[Task objective]:
Where in the data below does the word "between" appear? Copy every line that has it.

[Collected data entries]
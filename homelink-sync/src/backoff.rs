//! Reconnect delay policies.
//!
//! A policy is asked for one delay per failed attempt and reset whenever a
//! connection is established.

use rand::Rng;
use serde::{Deserialize, Serialize};
use std::time::Duration;

/// Delay schedule between reconnect attempts.
pub trait BackoffPolicy: Send + 'static {
    /// Delay before the next attempt.
    fn next_delay(&mut self) -> Duration;

    /// Called once a connection succeeds.
    fn reset(&mut self);
}

/// Same delay every time.
#[derive(Debug, Clone)]
pub struct ConstantBackoff {
    delay: Duration,
}

impl ConstantBackoff {
    pub fn new(delay: Duration) -> Self {
        Self { delay }
    }
}

impl Default for ConstantBackoff {
    fn default() -> Self {
        Self::new(Duration::from_millis(DEFAULT_DELAY_MS))
    }
}

impl BackoffPolicy for ConstantBackoff {
    fn next_delay(&mut self) -> Duration {
        self.delay
    }

    fn reset(&mut self) {}
}

/// `base * multiplier^attempt`, capped at `max`, with optional full jitter.
#[derive(Debug, Clone)]
pub struct ExponentialBackoff {
    base: Duration,
    max: Duration,
    multiplier: f64,
    jitter: bool,
    attempt: u32,
}

impl ExponentialBackoff {
    pub fn new(base: Duration, max: Duration, multiplier: f64) -> Self {
        Self {
            base,
            max: max.max(base),
            multiplier: multiplier.max(1.0),
            jitter: false,
            attempt: 0,
        }
    }

    /// Pick each delay uniformly between 1ms and the computed delay.
    pub fn with_jitter(mut self, jitter: bool) -> Self {
        self.jitter = jitter;
        self
    }

    fn capped(&self) -> Duration {
        let factor = self.multiplier.powi(self.attempt.min(1_024) as i32);
        let raw_ms = (self.base.as_millis() as f64 * factor).round();
        if !raw_ms.is_finite() || raw_ms >= self.max.as_millis() as f64 {
            return self.max;
        }
        Duration::from_millis(raw_ms as u64)
    }
}

impl BackoffPolicy for ExponentialBackoff {
    fn next_delay(&mut self) -> Duration {
        let delay = self.capped();
        self.attempt = self.attempt.saturating_add(1);
        if self.jitter {
            jitter(delay)
        } else {
            delay
        }
    }

    fn reset(&mut self) {
        self.attempt = 0;
    }
}

fn jitter(ceiling: Duration) -> Duration {
    let factor: f64 = rand::thread_rng().gen();
    let millis = (ceiling.as_millis() as f64 * factor) as u64;
    Duration::from_millis(millis.max(1))
}

const DEFAULT_DELAY_MS: u64 = 3_000;

fn default_delay_ms() -> u64 {
    DEFAULT_DELAY_MS
}

fn default_base_ms() -> u64 {
    500
}

fn default_max_ms() -> u64 {
    30_000
}

fn default_multiplier() -> f64 {
    2.0
}

/// `[client.backoff]` section.
#[derive(Debug, Clone, PartialEq, Serialize, Deserialize)]
#[serde(tag = "kind", rename_all = "snake_case")]
pub enum BackoffConfig {
    Constant {
        #[serde(default = "default_delay_ms", alias = "base_ms")]
        delay_ms: u64,
    },
    Exponential {
        #[serde(default = "default_base_ms")]
        base_ms: u64,
        #[serde(default = "default_max_ms")]
        max_ms: u64,
        #[serde(default = "default_multiplier")]
        multiplier: f64,
        #[serde(default)]
        jitter: bool,
    },
}

impl Default for BackoffConfig {
    fn default() -> Self {
        Self::Constant {
            delay_ms: DEFAULT_DELAY_MS,
        }
    }
}

impl BackoffConfig {
    pub fn build(&self) -> Box<dyn BackoffPolicy> {
        match *self {
            Self::Constant { delay_ms } => {
                Box::new(ConstantBackoff::new(Duration::from_millis(delay_ms)))
            }
            Self::Exponential {
                base_ms,
                max_ms,
                multiplier,
                jitter,
            } => Box::new(
                ExponentialBackoff::new(
                    Duration::from_millis(base_ms),
                    Duration::from_millis(max_ms),
                    multiplier,
                )
                .with_jitter(jitter),
            ),
        }
    }
}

[Completed exercise]:
/// Delay schedule between reconnect attempts.
    /// Pick each delay uniformly between 1ms and the computed delay.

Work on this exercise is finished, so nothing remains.